A dissimilatory nitrite reductase from the facultatively phototrophic bacterium, Rhodopseudomonas palustris strain 1a1 was studied. A basic level of the enzyme (10-50 mU/mg protein) was measured in dark, aerated and anaerobic, photosynthetic cultures. A marked derepression of enzyme synthesis occurred under conditions of oxygen limitation (200-300 mU/mg protein). The addition of nitrite (or nitrate) to the culture medium had only a slight effect on the maximal nitrite reductase titer of cells. The enzyme was purified from photosynthetically grown cells by precipitation with ammonium sulfate, gel filtration through Sepharose 6B and repeated chromatography on DE 52-cellulose. As estimated by gel filtration, the nitrite reductase had a molecular weight of about 120 000 +/- 12 000 and yielded only one band (mol. wt. of about 68 000 +/- 7000) in SDS-gel electrophoresis.
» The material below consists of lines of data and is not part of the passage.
//! Search index lifecycle management
//!
//! The application reads and writes through a stable name (the alias, default
//! `hypothesis`). Deployments that change analysis or mappings build a fresh
//! concrete index and swap the alias over in one atomic backend call:
//!
//! ```text
//! absent ──configure_index──▶ concrete-only
//! absent ──init─────────────▶ aliased ──update_aliased_index──▶ aliased
//! ```

use crate::search::analysis::AnalysisConfig;
use crate::search::client::{AliasAction, SearchClient};
use crate::search::document::annotation_mapping;
use crate::search::error::{SearchError, SearchResult};
use chrono::Utc;
use serde_json::{json, Value};
use std::sync::Arc;
use tracing::{info, warn};

/// Manages the annotation index and its alias
pub struct IndexManager {
    /// Backend client
    client: Arc<dyn SearchClient>,

    /// Name the application uses; an alias once initialised
    alias: String,

    /// Analysis the index is created with
    analysis: AnalysisConfig,
}

impl IndexManager {
    /// Create a new IndexManager.
    ///
    /// Compiles `analysis` up front so a malformed pattern stops startup
    /// instead of surfacing at index creation.
    pub fn new(
        client: Arc<dyn SearchClient>,
        alias: impl Into<String>,
        analysis: AnalysisConfig,
    ) -> SearchResult<Self> {
        analysis.compile()?;
        Ok(Self {
            client,
            alias: alias.into(),
            analysis,
        })
    }

    pub fn alias(&self) -> &str {
        &self.alias
    }

    pub fn analysis(&self) -> &AnalysisConfig {
        &self.analysis
    }

    /// Settings and mappings a concrete index is created with
    pub fn index_body(&self) -> SearchResult<Value> {
        Ok(json!({
            "settings": {"analysis": self.analysis.to_settings()?},
            "mappings": annotation_mapping(),
        }))
    }

    /// Ensure an index named after the alias exists. No-op when it (or an
    /// alias of that name) is already present.
    ///
    /// Returns whether an index was created.
    pub async fn configure_index(&self) -> SearchResult<bool> {
        if self.client.index_exists(&self.alias).await? {
            return Ok(false);
        }
        self.create_index(&self.alias).await?;
        Ok(true)
    }

    /// Create a concrete index with the annotation settings and mappings
    pub async fn create_index(&self, name: &str) -> SearchResult<()> {
        self.client.create_index(name, &self.index_body()?).await?;
        info!(index = name, "Created search index");
        Ok(())
    }

    /// Fresh concrete index name, e.g. `hypothesis-20240102030405-1a2b3c4d`
    pub fn new_index_name(&self) -> String {
        let suffix = uuid::Uuid::new_v4().simple().to_string();
        format!(
            "{}-{}-{}",
            self.alias,
            Utc::now().format("%Y%m%d%H%M%S"),
            &suffix[..8]
        )
    }

    /// Create a fresh concrete index and point the alias at it, unless the
    /// name is already taken.
    ///
    /// Returns the concrete index created, if any.
    pub async fn init(&self) -> SearchResult<Option<String>> {
        if self.client.index_exists(&self.alias).await? {
            return Ok(None);
        }
        let index = self.new_index_name();
        self.create_index(&index).await?;
        self.client.put_alias(&index, &self.alias).await?;
        info!(alias = %self.alias, index = %index, "Initialised aliased search index");
        Ok(Some(index))
    }

    /// The concrete index the alias points at.
    ///
    /// `None` when the name is a concrete index rather than an alias.
    pub async fn get_aliased_index(&self) -> SearchResult<Option<String>> {
        let mut indices = self.client.get_alias(&self.alias).await?;
        match indices.len() {
            0 => Ok(None),
            1 => Ok(indices.pop()),
            _ => {
                warn!(alias = %self.alias, indices = ?indices, "Alias resolves to multiple indices");
                Err(SearchError::AmbiguousAlias {
                    alias: self.alias.clone(),
                    indices,
                })
            }
        }
    }

    /// Repoint the alias at `new_target` in a single backend request.
    ///
    /// Fails with [`SearchError::NotAnAlias`] when the name is a concrete index.
    pub async fn update_aliased_index(&self, new_target: &str) -> SearchResult<()> {
        let old_target = self
            .get_aliased_index()
            .await?
            .ok_or_else(|| SearchError::NotAnAlias(self.alias.clone()))?;

        self.client
            .update_aliases(&[
                AliasAction::Add {
                    index: new_target.to_string(),
                    alias: self.alias.clone(),
                },
                AliasAction::Remove {
                    index: old_target.clone(),
                    alias: self.alias.clone(),
                },
            ])
            .await?;

        info!(
            alias = %self.alias,
            from = %old_target,
            to = new_target,
            "Swapped search alias"
        );
        Ok(())
    }
}

#[cfg(test)]
mod tests {
    use super::*;
    use crate::search::analysis::Tokenizer;
    use crate::search::client::InMemorySearchClient;

    fn manager(client: Arc<InMemorySearchClient>) -> IndexManager {
        IndexManager::new(client, "hypothesis", AnalysisConfig::default()).unwrap()
    }

    #[test]
    fn test_malformed_analysis_rejected() {
        let mut analysis = AnalysisConfig::default();
        analysis.tokenizer.insert(
            "uri_part".to_string(),
            Tokenizer::Pattern {
                pattern: "(".to_string(),
            },
        );
        let result = IndexManager::new(
            Arc::new(InMemorySearchClient::new()),
            "hypothesis",
            analysis,
        );
        assert!(matches!(result, Err(SearchError::Configuration(_))));
    }

    #[test]
    fn test_new_index_name_is_prefixed() {
        let manager = manager(Arc::new(InMemorySearchClient::new()));
        let a = manager.new_index_name();
        let b = manager.new_index_name();
        assert!(a.starts_with("hypothesis-"));
        assert_ne!(a, b);
    }

    #[tokio::test]
    async fn test_configure_index_is_idempotent() {
        let client = Arc::new(InMemorySearchClient::new());
        let manager = manager(client.clone());

        assert!(manager.configure_index().await.unwrap());
        assert!(!manager.configure_index().await.unwrap());
        assert_eq!(client.indices().await, vec!["hypothesis"]);

        let body = client.index_body("hypothesis").await.unwrap();
        assert!(body["settings"]["analysis"]["analyzer"]["uri"].is_object());
        assert!(body["mappings"]["properties"]["uri"].is_object());
    }

    #[tokio::test]
    async fn test_concrete_index_is_not_an_alias() {
        let client = Arc::new(InMemorySearchClient::new());
        let manager = manager(client.clone());
        manager.configure_index().await.unwrap();

        assert_eq!(manager.get_aliased_index().await.unwrap(), None);
        let err = manager.update_aliased_index("other").await.unwrap_err();
        assert!(matches!(err, SearchError::NotAnAlias(_)));
        assert!(client.alias_updates().await.is_empty());
    }
}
The isoelectric point of the enzyme was at pH 5.1. Nitric oxide (NO) was identified as the reaction product of nitrite reduction. The enzyme also exhibited cytochrome c-oxidase activity and was active with chemically reduced viologen dyes, FMN and cytochrome c as electron donors. Highly purified nitrite reductase preparations contained 10 mol% of a c-type cytochrome. Trace metal analyses indicated the presence of Cu in the enzyme. Consistent with the detection of Cu was the finding that the Cu-chelator, diethyldithiocarbamate, strongly inhibited the nitrite reductase.